_WORK ORDER:_ Your answer should consist of each line below that contains the string "full".

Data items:
◆ ◆ ◆ ◆
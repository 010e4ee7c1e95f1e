//! Listing page fetching with bounded retries and identity rotation.
//!
//! # Architecture
//!
//! - [`Transport`]: the raw `GET` capability, one identity per call
//! - [`ReqwestTransport`]: production transport built on `reqwest`
//! - [`RetryPolicy`]: attempt bound and exponential backoff with jitter
//! - [`PageFetcher`]: drives the bounded retry loop, rotating identities
//!
//! # Retry Strategy
//!
//! - At most 3 attempts per page
//! - A different identity for each attempt while untried ones remain
//! - Exponential backoff starting at 1 second, capped at 30 seconds
//! - Random jitter (0-250ms) added to each delay
//!
//! Exhausting the attempts is not fatal: the caller marks the page skipped.

use crate::error::{FetchError, FetchExhausted};
use crate::identity::IdentityPool;
use crate::models::{FetchAttempt, Identity};
use rand::{Rng, rng};
use std::time::{Duration as StdDuration, Instant};
use tokio::time::sleep;
use tracing::{debug, error, info, instrument, warn};

/// Raw HTTP `GET` through a given identity.
///
/// Returns the status code and body bytes; non-success statuses are *not*
/// errors at this level.
pub trait Transport {
    async fn get(&self, url: &str, identity: &Identity) -> Result<(u16, Vec<u8>), FetchError>;
}

/// `reqwest`-backed [`Transport`].
///
/// A client is built per attempt because the proxy is a client-level setting
/// and every attempt may use a different one.
#[derive(Debug, Clone)]
pub struct ReqwestTransport {
    timeout: StdDuration,
    /// Accept invalid certificates, but only when routing through a proxy.
    insecure_proxies: bool,
}

impl ReqwestTransport {
    pub fn new(timeout: StdDuration, insecure_proxies: bool) -> Self {
        Self {
            timeout,
            insecure_proxies,
        }
    }

    fn client_for(&self, identity: &Identity) -> Result<reqwest::Client, FetchError> {
        let mut builder = reqwest::Client::builder()
            .timeout(self.timeout)
            .user_agent(identity.user_agent.as_str());

        if let Some(proxy) = identity.proxy.as_deref() {
            let proxy = reqwest::Proxy::all(proxy).map_err(|e| FetchError::Client(e.to_string()))?;
            builder = builder
                .proxy(proxy)
                .danger_accept_invalid_certs(self.insecure_proxies);
        }

        builder.build().map_err(|e| FetchError::Client(e.to_string()))
    }
}

impl Transport for ReqwestTransport {
    #[instrument(level = "debug", skip_all, fields(%url, via = %identity))]
    async fn get(&self, url: &str, identity: &Identity) -> Result<(u16, Vec<u8>), FetchError> {
        let client = self.client_for(identity)?;
        let response = client.get(url).send().await?;
        let status = response.status().as_u16();
        let body = response.bytes().await?;
        Ok((status, body.to_vec()))
    }
}

/// Attempt bound and backoff schedule.
///
/// The delay before retry `n` (1-based count of failures so far) is:
/// ```text
/// delay = min(base_delay * 2^(n-1), max_delay) + random_jitter(0..=max_jitter)
/// ```
#[derive(Debug, Clone)]
pub struct RetryPolicy {
    pub max_attempts: usize,
    pub base_delay: StdDuration,
    pub max_delay: StdDuration,
    pub max_jitter: StdDuration,
}

impl Default for RetryPolicy {
    fn default() -> Self {
        Self {
            max_attempts: 3,
            base_delay: StdDuration::from_secs(1),
            max_delay: StdDuration::from_secs(30),
            max_jitter: StdDuration::from_millis(250),
        }
    }
}

impl RetryPolicy {
    /// Backoff before the next attempt, after `failures` failed attempts.
    pub fn delay_after(&self, failures: usize) -> StdDuration {
        let shift = failures.saturating_sub(1).min(31) as u32;
        let delay = self
            .base_delay
            .saturating_mul(1u32 << shift)
            .min(self.max_delay);

        let jitter_ms = self.max_jitter.as_millis() as u64;
        if jitter_ms == 0 {
            return delay;
        }
        delay + StdDuration::from_millis(rng().random_range(0..=jitter_ms))
    }
}

/// Fetches one listing page with bounded retries.
#[derive(Debug)]
pub struct PageFetcher<T> {
    transport: T,
    pool: IdentityPool,
    policy: RetryPolicy,
}

impl<T> PageFetcher<T>
where
    T: Transport,
{
    pub fn new(transport: T, pool: IdentityPool, policy: RetryPolicy) -> Self {
        Self {
            transport,
            pool,
            policy,
        }
    }

    /// Fetch `url`, returning the page markup.
    ///
    /// Each attempt uses an identity not yet tried for this URL (while any
    /// remain). Only `2xx` responses count as success.
    ///
    /// # Errors
    ///
    /// [`FetchExhausted`] with the full attempt log once `max_attempts` fail.
    #[instrument(level = "info", skip_all, fields(%url))]
    pub async fn fetch(&self, url: &str) -> Result<String, FetchExhausted> {
        let total_t0 = Instant::now();
        let mut attempts: Vec<FetchAttempt> = Vec::with_capacity(self.policy.max_attempts);
        let mut tried: Vec<Identity> = Vec::with_capacity(self.policy.max_attempts);

        // An explicit bounded loop; never recursion.
        while attempts.len() < self.policy.max_attempts {
            let ordinal = attempts.len() + 1;
            let identity = self.pool.select_excluding(&tried).clone();
            let attempt_t0 = Instant::now();

            let outcome = match self.transport.get(url, &identity).await {
                Ok((status, body)) if (200..300).contains(&status) => {
                    attempts.push(FetchAttempt {
                        url: url.to_string(),
                        identity,
                        ordinal,
                        outcome: Ok(status),
                    });
                    info!(
                        attempt = ordinal,
                        via = %attempts[ordinal - 1].identity,
                        status,
                        failed_before = ordinal - 1,
                        bytes = body.len(),
                        elapsed_ms = attempt_t0.elapsed().as_millis() as u64,
                        "Fetched listing page"
                    );
                    return Ok(String::from_utf8_lossy(&body).into_owned());
                }
                Ok((status, _)) => FetchError::Status(status).to_string(),
                Err(e) => e.to_string(),
            };

            warn!(
                attempt = ordinal,
                max = self.policy.max_attempts,
                via = %identity,
                elapsed_ms_attempt = attempt_t0.elapsed().as_millis() as u64,
                error = %outcome,
                "Fetch attempt failed"
            );

            attempts.push(FetchAttempt {
                url: url.to_string(),
                identity: identity.clone(),
                ordinal,
                outcome: Err(outcome),
            });
            tried.push(identity);

            if attempts.len() < self.policy.max_attempts {
                let delay = self.policy.delay_after(attempts.len());
                debug!(?delay, "Backing off before next attempt");
                sleep(delay).await;
            }
        }

        error!(
            attempts = attempts.len(),
            elapsed_ms_total = total_t0.elapsed().as_millis() as u64,
            "Fetch exhausted retries"
        );
        Err(FetchExhausted {
            url: url.to_string(),
            attempts,
        })
    }
}

#[cfg(test)]
mod tests {
    use super::*;
    use std::cell::RefCell;
    use std::collections::HashSet;

    /// Replays a script of results and records the identities it was called with.
    struct ScriptedTransport {
        script: RefCell<Vec<Result<(u16, Vec<u8>), FetchError>>>,
        seen: RefCell<Vec<Identity>>,
    }

    impl ScriptedTransport {
        fn new(mut script: Vec<Result<(u16, Vec<u8>), FetchError>>) -> Self {
            script.reverse();
            Self {
                script: RefCell::new(script),
                seen: RefCell::new(Vec::new()),
            }
        }

        fn always_failing() -> Self {
            Self::new(Vec::new())
        }
    }

    impl Transport for ScriptedTransport {
        async fn get(&self, _url: &str, identity: &Identity) -> Result<(u16, Vec<u8>), FetchError> {
            self.seen.borrow_mut().push(identity.clone());
            self.script
                .borrow_mut()
                .pop()
                .unwrap_or(Err(FetchError::Client("connection refused".to_string())))
        }
    }

    fn pool(n: usize) -> IdentityPool {
        let proxies: Vec<String> = (0..n).map(|i| format!("http://u:p@10.0.0.{i}:8000")).collect();
        IdentityPool::from_parts(&proxies, &["UA".to_string()]).unwrap()
    }

    fn fast_policy() -> RetryPolicy {
        RetryPolicy {
            max_attempts: 3,
            base_delay: StdDuration::ZERO,
            max_delay: StdDuration::ZERO,
            max_jitter: StdDuration::ZERO,
        }
    }

    #[tokio::test]
    async fn test_always_failing_transport_makes_exactly_three_attempts() {
        let fetcher = PageFetcher::new(ScriptedTransport::always_failing(), pool(5), fast_policy());

        let err = fetcher.fetch("https://example.com/?pageNo=1").await.unwrap_err();
        assert_eq!(err.attempts.len(), 3);
        assert_eq!(
            err.attempts.iter().map(|a| a.ordinal).collect::<Vec<_>>(),
            vec![1, 2, 3]
        );

        let seen = fetcher.transport.seen.borrow();
        assert_eq!(seen.len(), 3);
        let distinct: HashSet<_> = seen.iter().collect();
        assert_eq!(distinct.len(), 3, "each attempt must use a different identity");
    }

    #[tokio::test]
    async fn test_non_success_status_counts_as_failure() {
        let transport = ScriptedTransport::new(vec![
            Ok((503, b"busy".to_vec())),
            Ok((200, b"<table></table>".to_vec())),
        ]);
        let fetcher = PageFetcher::new(transport, pool(3), fast_policy());

        let body = fetcher.fetch("https://example.com/?pageNo=2").await.unwrap();
        assert_eq!(body, "<table></table>");
        assert_eq!(fetcher.transport.seen.borrow().len(), 2);
    }

    #[tokio::test]
    async fn test_first_success_stops_retrying() {
        let transport = ScriptedTransport::new(vec![Ok((200, b"ok".to_vec()))]);
        let fetcher = PageFetcher::new(transport, pool(2), fast_policy());

        assert_eq!(fetcher.fetch("https://example.com").await.unwrap(), "ok");
        assert_eq!(fetcher.transport.seen.borrow().len(), 1);
    }

    #[tokio::test]
    async fn test_exhausted_error_records_status_reason() {
        let transport = ScriptedTransport::new(vec![
            Ok((500, Vec::new())),
            Ok((502, Vec::new())),
            Ok((404, Vec::new())),
        ]);
        let fetcher = PageFetcher::new(transport, pool(3), fast_policy());

        let err = fetcher.fetch("https://example.com").await.unwrap_err();
        assert!(err.to_string().contains("unexpected HTTP status 404"));
    }

    #[test]
    fn test_backoff_doubles_and_caps() {
        let policy = RetryPolicy {
            max_attempts: 10,
            base_delay: StdDuration::from_secs(1),
            max_delay: StdDuration::from_secs(30),
            max_jitter: StdDuration::ZERO,
        };
        assert_eq!(policy.delay_after(1), StdDuration::from_secs(1));
        assert_eq!(policy.delay_after(2), StdDuration::from_secs(2));
        assert_eq!(policy.delay_after(3), StdDuration::from_secs(4));
        assert_eq!(policy.delay_after(6), StdDuration::from_secs(30));
        assert_eq!(policy.delay_after(64), StdDuration::from_secs(30));
    }

    #[test]
    fn test_backoff_jitter_is_bounded() {
        let policy = RetryPolicy::default();
        for _ in 0..100 {
            let d = policy.delay_after(1);
            assert!(d >= StdDuration::from_secs(1));
            assert!(d <= StdDuration::from_millis(1250));
        }
    }
}
//! Egress identity selection.
//!
//! An [`IdentityPool`] is built once at startup from the configured proxies and
//! user agents and then shared read-only by every page worker. Selection is
//! uniform at random; no identity is ever blacklisted, since failures on this
//! site are usually transient and affect every proxy alike.

use crate::error::ConfigError;
use crate::models::Identity;
use rand::{Rng, rng};
use tracing::{debug, info};

/// Immutable, non-empty pool of identities.
#[derive(Debug, Clone)]
pub struct IdentityPool {
    identities: Vec<Identity>,
}

impl IdentityPool {
    /// Build a pool, rejecting an empty one.
    pub fn new(identities: Vec<Identity>) -> Result<Self, ConfigError> {
        if identities.is_empty() {
            return Err(ConfigError::EmptyIdentityPool);
        }
        info!(size = identities.len(), "Identity pool ready");
        Ok(Self { identities })
    }

    /// Pair every proxy with every user agent.
    ///
    /// With no proxies, each user agent becomes a direct identity.
    pub fn from_parts(proxies: &[String], user_agents: &[String]) -> Result<Self, ConfigError> {
        for proxy in proxies {
            validate_proxy(proxy)?;
        }

        let identities = if proxies.is_empty() {
            user_agents
                .iter()
                .map(|ua| Identity {
                    proxy: None,
                    user_agent: ua.clone(),
                })
                .collect()
        } else {
            proxies
                .iter()
                .flat_map(|proxy| {
                    user_agents.iter().map(move |ua| Identity {
                        proxy: Some(proxy.clone()),
                        user_agent: ua.clone(),
                    })
                })
                .collect()
        };

        Self::new(identities)
    }

    pub fn len(&self) -> usize {
        self.identities.len()
    }

    /// Pick one identity uniformly at random.
    pub fn select(&self) -> &Identity {
        let idx = rng().random_range(0..self.identities.len());
        &self.identities[idx]
    }

    /// Pick uniformly among identities not in `tried`.
    ///
    /// When every identity has already been tried, falls back to the whole pool.
    pub fn select_excluding(&self, tried: &[Identity]) -> &Identity {
        let fresh: Vec<&Identity> = self
            .identities
            .iter()
            .filter(|id| !tried.contains(id))
            .collect();

        if fresh.is_empty() {
            debug!(tried = tried.len(), "All identities tried; selecting from full pool");
            return self.select();
        }
        fresh[rng().random_range(0..fresh.len())]
    }
}

fn validate_proxy(proxy: &str) -> Result<(), ConfigError> {
    let invalid = |reason: &str| ConfigError::InvalidProxy {
        proxy: proxy.to_string(),
        reason: reason.to_string(),
    };

    let parsed = url::Url::parse(proxy).map_err(|e| invalid(&e.to_string()))?;
    match parsed.scheme() {
        "http" | "https" => {}
        other => return Err(invalid(&format!("unsupported scheme {other:?}"))),
    }
    if parsed.host_str().is_none() {
        return Err(invalid("missing host"));
    }
    Ok(())
}

#[cfg(test)]
mod tests {
    use super::*;
    use std::collections::HashSet;

    fn uas(n: usize) -> Vec<String> {
        (0..n).map(|i| format!("UA-{i}")).collect()
    }

    #[test]
    fn test_empty_pool_is_config_error() {
        let err = IdentityPool::new(Vec::new()).unwrap_err();
        assert!(matches!(err, ConfigError::EmptyIdentityPool));
    }

    #[test]
    fn test_no_user_agents_is_config_error() {
        let proxies = vec!["http://u:p@10.0.0.1:8000".to_string()];
        let err = IdentityPool::from_parts(&proxies, &[]).unwrap_err();
        assert!(matches!(err, ConfigError::EmptyIdentityPool));
    }

    #[test]
    fn test_direct_identities_without_proxies() {
        let pool = IdentityPool::from_parts(&[], &uas(2)).unwrap();
        assert_eq!(pool.len(), 2);
        assert!(pool.select().proxy.is_none());
    }

    #[test]
    fn test_proxies_paired_with_every_user_agent() {
        let proxies = vec![
            "http://a:b@10.0.0.1:8000".to_string(),
            "http://c:d@10.0.0.2:8000".to_string(),
        ];
        let pool = IdentityPool::from_parts(&proxies, &uas(3)).unwrap();
        assert_eq!(pool.len(), 6);
        assert!(pool.select().proxy.is_some());
    }

    #[test]
    fn test_invalid_proxy_rejected() {
        let proxies = vec!["ftp://10.0.0.1:21".to_string()];
        let err = IdentityPool::from_parts(&proxies, &uas(1)).unwrap_err();
        assert!(matches!(err, ConfigError::InvalidProxy { .. }));

        let proxies = vec!["not a url".to_string()];
        assert!(IdentityPool::from_parts(&proxies, &uas(1)).is_err());
    }

    #[test]
    fn test_select_excluding_prefers_untried() {
        let pool = IdentityPool::from_parts(&[], &uas(3)).unwrap();
        for _ in 0..50 {
            let mut tried = Vec::new();
            for _ in 0..3 {
                let next = pool.select_excluding(&tried).clone();
                assert!(!tried.contains(&next));
                tried.push(next);
            }
            let distinct: HashSet<_> = tried.iter().collect();
            assert_eq!(distinct.len(), 3);
        }
    }

    #[test]
    fn test_select_excluding_falls_back_when_exhausted() {
        let pool = IdentityPool::from_parts(&[], &uas(1)).unwrap();
        let only = pool.select().clone();
        let again = pool.select_excluding(std::slice::from_ref(&only));
        assert_eq!(again, &only);
    }
}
◆ ◆ ◆ ◆
_PROBLEM SOLUTION:_
    /// [`FetchExhausted`] with the full attempt log once `max_attempts` fail.
            debug!(tried = tried.len(), "All identities tried; selecting from full pool");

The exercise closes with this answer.